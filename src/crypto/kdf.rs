//! Password-based key derivation using Argon2id.
//!
//! Argon2id is a memory-hard KDF that protects against brute-force and
//! GPU-based attacks.  Parameters are configurable via `Argon2Params`
//! (loaded from `.pwshelter.toml` or sensible defaults) and travel with
//! every ciphertext so decryption uses exactly what encryption used.

use argon2::{Algorithm, Argon2, Params, Version};
use rand::RngCore;

use crate::errors::{Result, ShelterError};

/// Length of the salt in bytes (256 bits).
pub const SALT_LEN: usize = 32;

/// Length of the derived key in bytes (256 bits, for AES-256).
pub const KEY_LEN: usize = 32;

/// Minimum safe memory cost in KiB (8 MB).
pub const MIN_MEMORY_KIB: u32 = 8_192;

/// Largest memory cost accepted from a ciphertext header (1 GB).
pub const MAX_MEMORY_KIB: u32 = 1_048_576;

/// Largest iteration count and lane count accepted from a ciphertext header.
pub const MAX_ITERATIONS: u32 = 64;
pub const MAX_PARALLELISM: u32 = 64;

/// Configurable Argon2id parameters.
#[derive(Debug, Clone, Copy, PartialEq, Eq)]
pub struct Argon2Params {
    /// Memory cost in KiB (default: 65 536 = 64 MB).
    pub memory_kib: u32,
    /// Number of iterations (default: 3).
    pub iterations: u32,
    /// Parallelism lanes (default: 4).
    pub parallelism: u32,
}

impl Default for Argon2Params {
    fn default() -> Self {
        Self {
            memory_kib: 65_536,
            iterations: 3,
            parallelism: 4,
        }
    }
}

impl Argon2Params {
    /// Check the parameters against the minimums.
    pub fn validate(&self) -> Result<()> {
        if self.memory_kib < MIN_MEMORY_KIB {
            return Err(ShelterError::CipherFault(format!(
                "Argon2 memory_kib must be at least {MIN_MEMORY_KIB} (got {})",
                self.memory_kib
            )));
        }
        if self.iterations < 1 {
            return Err(ShelterError::CipherFault(
                "Argon2 iterations must be at least 1".into(),
            ));
        }
        if self.parallelism < 1 {
            return Err(ShelterError::CipherFault(
                "Argon2 parallelism must be at least 1".into(),
            ));
        }
        Ok(())
    }

    /// Whether parameters read back from a ciphertext are within the
    /// range this build is willing to run.
    pub fn within_decrypt_bounds(&self) -> bool {
        self.validate().is_ok()
            && self.memory_kib <= MAX_MEMORY_KIB
            && self.iterations <= MAX_ITERATIONS
            && self.parallelism <= MAX_PARALLELISM
    }
}

/// Derive a 32-byte master key with explicit Argon2id parameters.
///
/// The same password + salt + params will always produce the same key.
pub fn derive_master_key(
    password: &[u8],
    salt: &[u8],
    argon2_params: &Argon2Params,
) -> Result<[u8; KEY_LEN]> {
    argon2_params.validate()?;

    let params = Params::new(
        argon2_params.memory_kib,
        argon2_params.iterations,
        argon2_params.parallelism,
        Some(KEY_LEN),
    )
    .map_err(|e| ShelterError::CipherFault(format!("invalid Argon2 params: {e}")))?;

    let argon2 = Argon2::new(Algorithm::Argon2id, Version::V0x13, params);

    let mut key = [0u8; KEY_LEN];
    argon2
        .hash_password_into(password, salt, &mut key)
        .map_err(|e| ShelterError::CipherFault(format!("Argon2id hashing failed: {e}")))?;

    Ok(key)
}

/// Generate a cryptographically random 32-byte salt.
pub fn generate_salt() -> [u8; SALT_LEN] {
    let mut salt = [0u8; SALT_LEN];
    rand::rng().fill_bytes(&mut salt);
    salt
}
• • • • • • •
» WHAT IS EXPECTED
The response should be a verbatim transcription of the data.

» COMPLETED EXERCISE
filename src/crypto/kdf.rs
//! Password-based key derivation using Argon2id.
//!
//! Argon2id is a memory-hard KDF that protects against brute-force and
//! GPU-based attacks.  Parameters are configurable via `Argon2Params`
//! (loaded from `.pwshelter.toml` or sensible defaults) and travel with
//! every ciphertext so decryption uses exactly what encryption used.

use argon2::{Algorithm, Argon2, Params, Version};
use rand::RngCore;

use crate::errors::{Result, ShelterError};

/// Length of the salt in bytes (256 bits).
pub const SALT_LEN: usize = 32;

/// Length of the derived key in bytes (256 bits, for AES-256).
pub const KEY_LEN: usize = 32;

/// Minimum safe memory cost in KiB (8 MB).
pub const MIN_MEMORY_KIB: u32 = 8_192;

/// Largest memory cost accepted from a ciphertext header (1 GB).
pub const MAX_MEMORY_KIB: u32 = 1_048_576;

/// Largest iteration count and lane count accepted from a ciphertext header.
pub const MAX_ITERATIONS: u32 = 64;
pub const MAX_PARALLELISM: u32 = 64;

/// Configurable Argon2id parameters.
#[derive(Debug, Clone, Copy, PartialEq, Eq)]
pub struct Argon2Params {
    /// Memory cost in KiB (default: 65 536 = 64 MB).
    pub memory_kib: u32,
    /// Number of iterations (default: 3).
    pub iterations: u32,
    /// Parallelism lanes (default: 4).
    pub parallelism: u32,
}

impl Default for Argon2Params {
    fn default() -> Self {
        Self {
            memory_kib: 65_536,
            iterations: 3,
            parallelism: 4,
        }
    }
}

impl Argon2Params {
    /// Check the parameters against the minimums.
    pub fn validate(&self) -> Result<()> {
        if self.memory_kib < MIN_MEMORY_KIB {
            return Err(ShelterError::CipherFault(format!(
                "Argon2 memory_kib must be at least {MIN_MEMORY_KIB} (got {})",
                self.memory_kib
            )));
        }
        if self.iterations < 1 {
            return Err(ShelterError::CipherFault(
                "Argon2 iterations must be at least 1".into(),
            ));
        }
        if self.parallelism < 1 {
            return Err(ShelterError::CipherFault(
                "Argon2 parallelism must be at least 1".into(),
            ));
        }
        Ok(())
    }

    /// Whether parameters read back from a ciphertext are within the
    /// range this build is willing to run.
    pub fn within_decrypt_bounds(&self) -> bool {
        self.validate().is_ok()
            && self.memory_kib <= MAX_MEMORY_KIB
            && self.iterations <= MAX_ITERATIONS
            && self.parallelism <= MAX_PARALLELISM
    }
}

/// Derive a 32-byte master key with explicit Argon2id parameters.
///
/// The same password + salt + params will always produce the same key.
pub fn derive_master_key(
    password: &[u8],
    salt: &[u8],
    argon2_params: &Argon2Params,
) -> Result<[u8; KEY_LEN]> {
    argon2_params.validate()?;

    let params = Params::new(
        argon2_params.memory_kib,
        argon2_params.iterations,
        argon2_params.parallelism,
        Some(KEY_LEN),
    )
    .map_err(|e| ShelterError::CipherFault(format!("invalid Argon2 params: {e}")))?;

    let argon2 = Argon2::new(Algorithm::Argon2id, Version::V0x13, params);

    let mut key = [0u8; KEY_LEN];
    argon2
        .hash_password_into(password, salt, &mut key)
        .map_err(|e| ShelterError::CipherFault(format!("Argon2id hashing failed: {e}")))?;

    Ok(key)
}

/// Generate a cryptographically random 32-byte salt.
pub fn generate_salt() -> [u8; SALT_LEN] {
    let mut salt = [0u8; SALT_LEN];
    rand::rng().fill_bytes(&mut salt);
    salt
}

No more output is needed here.